Distribution powerhouse Exertis endured a "very difficult year", parent company DCC Group said as it unveiled its annual results, adding that it is confident recent cost-cutting actions will restore the distributor to growth.
While showering praise on its Energy, Healthcare and Environmental division, newly crowned FTSE 100 firm DCC Group admitted its DCC Technology arm had endured tougher times in the 12 months to 31 March 2016.
Operating profit at DCC Technology - which trades as Exertis - fell 28.8 per cent to £35.1m, with operating margin sliding from 2.1 to 1.4 per cent.
Boosted by a couple of recent acquisitions, including Apple distributor Computers Unlimited, DCC Technology's revenues rose 3.9 per cent to £2.44bn.
"Challenging trading conditions" experienced in the UK, which generated 72 per cent of DCC Technology's sales, more than offset better performances elsewhere, including in the Nordics and Benelux, which saw "strong organic growth", DCC said.
As already reported, UK sales were hit badly by a reduction in sales of products from one large supplier and weaker demand for tablets, smartphones and gaming products.

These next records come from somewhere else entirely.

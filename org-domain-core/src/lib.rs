//! Org Domain Core Library
//!
//! Business logic for working with Salesforce org URLs:
//! - URL classification (My Domain, sandbox, internal, local)
//! - JWT audience selection and login/audience candidate lists
//! - Resolution gate that waits for freshly created My Domain hosts
//!
//! Storage and environment access are abstracted through traits so that the
//! same services run inside a CLI, a server or a test harness.

pub mod config;
pub mod error;
pub mod services;
pub mod traits;
pub mod types;

#[cfg(test)]
mod test_utils;

// Re-export common types
pub use config::{EnvSource, MapEnv, OrgDomainConfig, ProcessEnv};
pub use error::{CoreError, CoreResult};
pub use services::{AudienceService, ResolutionGate, ServiceContext};
pub use traits::{
    GroupStore, InMemoryGroupStore, InMemoryInsecureOriginRegistry, InsecureOriginRegistry,
};
pub use types::{AudienceLoginCandidate, OrgUrl, Resolution};
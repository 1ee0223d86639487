//! Injected collaborators

mod group_store;
mod insecure_origin_registry;

pub use group_store::{GroupStore, InMemoryGroupStore, DEFAULT_GROUP};
pub use insecure_origin_registry::{InMemoryInsecureOriginRegistry, InsecureOriginRegistry};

Like for like UK sales fell seven per cent.
"In response to the challenging trading conditions in the UK, the business has reduced its cost base and is continuing to build its market position in new and developing product categories such as smart technology, audio visual, network security and virtual reality," DCC said.
The construction of a new 450,000 sq ft UK distribution centre in the north of England is "progressing well", with a phased relocation to the new facility set to take place in DCC's fiscal second-half beginning in October, the firm added.
DCC said DCC Technology is focused on broadening its activities in the coming year, both from a product and customer perspective.
"The business is confident that the business development and cost efficiency initiatives undertaken will bring about a return to growth in the coming year," it said.